**Extracted entries**
+ + + + + + +
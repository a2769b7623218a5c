//! Secret document type.

use std::collections::BTreeMap;

use serde::{Deserialize, Serialize};
use sha2::{Digest, Sha256};

use super::Entry;

/// Hex characters kept from the SHA-256 digest in a fingerprint.
const FINGERPRINT_LEN: usize = 12;

/// The field map written to one secret path.
///
/// Serializes as a flat JSON object, which is the shape the KV v2 engine
/// expects under `data`.
#[derive(Debug, Clone, Default, PartialEq, Eq, Serialize, Deserialize)]
#[serde(transparent)]
pub struct SecretDocument {
    fields: BTreeMap<String, String>,
}

impl SecretDocument {
    pub fn new() -> Self {
        Self::default()
    }

    /// Build from section entries, keyed by the normalized field name.
    pub fn from_entries(entries: &[Entry]) -> Self {
        let fields = entries
            .iter()
            .map(|e| (e.key.clone(), e.value.clone()))
            .collect();
        Self { fields }
    }

    pub fn insert(&mut self, field: impl Into<String>, value: impl Into<String>) {
        self.fields.insert(field.into(), value.into());
    }

    pub fn get(&self, field: &str) -> Option<&str> {
        self.fields.get(field).map(String::as_str)
    }

    /// Field names in sorted order.
    pub fn fields(&self) -> impl Iterator<Item = &str> {
        self.fields.keys().map(String::as_str)
    }

    pub fn iter(&self) -> impl Iterator<Item = (&str, &str)> {
        self.fields.iter().map(|(k, v)| (k.as_str(), v.as_str()))
    }

    pub fn len(&self) -> usize {
        self.fields.len()
    }

    pub fn is_empty(&self) -> bool {
        self.fields.is_empty()
    }

    /// Short content hash, stable across field insertion order.
    ///
    /// Lets operators compare stored content without printing values.
    pub fn fingerprint(&self) -> String {
        let mut hasher = Sha256::new();
        for (k, v) in &self.fields {
            hasher.update(k.as_bytes());
            hasher.update([0u8]);
            hasher.update(v.as_bytes());
            hasher.update([0u8]);
        }
        let digest = hasher.finalize();
        let mut hex = String::with_capacity(FINGERPRINT_LEN);
        for byte in digest.iter().take(FINGERPRINT_LEN / 2) {
            hex.push_str(&format!("{:02x}", byte));
        }
        hex
    }
}

impl FromIterator<(String, String)> for SecretDocument {
    fn from_iter<I: IntoIterator<Item = (String, String)>>(iter: I) -> Self {
        Self {
            fields: iter.into_iter().collect(),
        }
    }
}

#[cfg(test)]
mod tests {
    use super::*;

    #[test]
    fn test_serializes_as_flat_object() {
        let mut doc = SecretDocument::new();
        doc.insert("host", "localhost");
        doc.insert("port", "5432");

        let json = serde_json::to_value(&doc).unwrap();
        assert_eq!(
            json,
            serde_json::json!({ "host": "localhost", "port": "5432" })
        );
    }

    #[test]
    fn test_fingerprint_ignores_insertion_order() {
        let mut a = SecretDocument::new();
        a.insert("x", "1");
        a.insert("y", "2");
        let mut b = SecretDocument::new();
        b.insert("y", "2");
        b.insert("x", "1");

        assert_eq!(a.fingerprint(), b.fingerprint());
        assert_eq!(a.fingerprint().len(), FINGERPRINT_LEN);
    }

    #[test]
    fn test_fingerprint_separates_key_and_value() {
        let mut a = SecretDocument::new();
        a.insert("ab", "c");
        let mut b = SecretDocument::new();
        b.insert("a", "bc");

        assert_ne!(a.fingerprint(), b.fingerprint());
    }
}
+ + + + + + +
From the records, copy out each line that includes the string "impl".

impl SecretDocument {
    pub fn insert(&mut self, field: impl Into<String>, value: impl Into<String>) {
    pub fn fields(&self) -> impl Iterator<Item = &str> {
    pub fn iter(&self) -> impl Iterator<Item = (&str, &str)> {
impl FromIterator<(String, String)> for SecretDocument {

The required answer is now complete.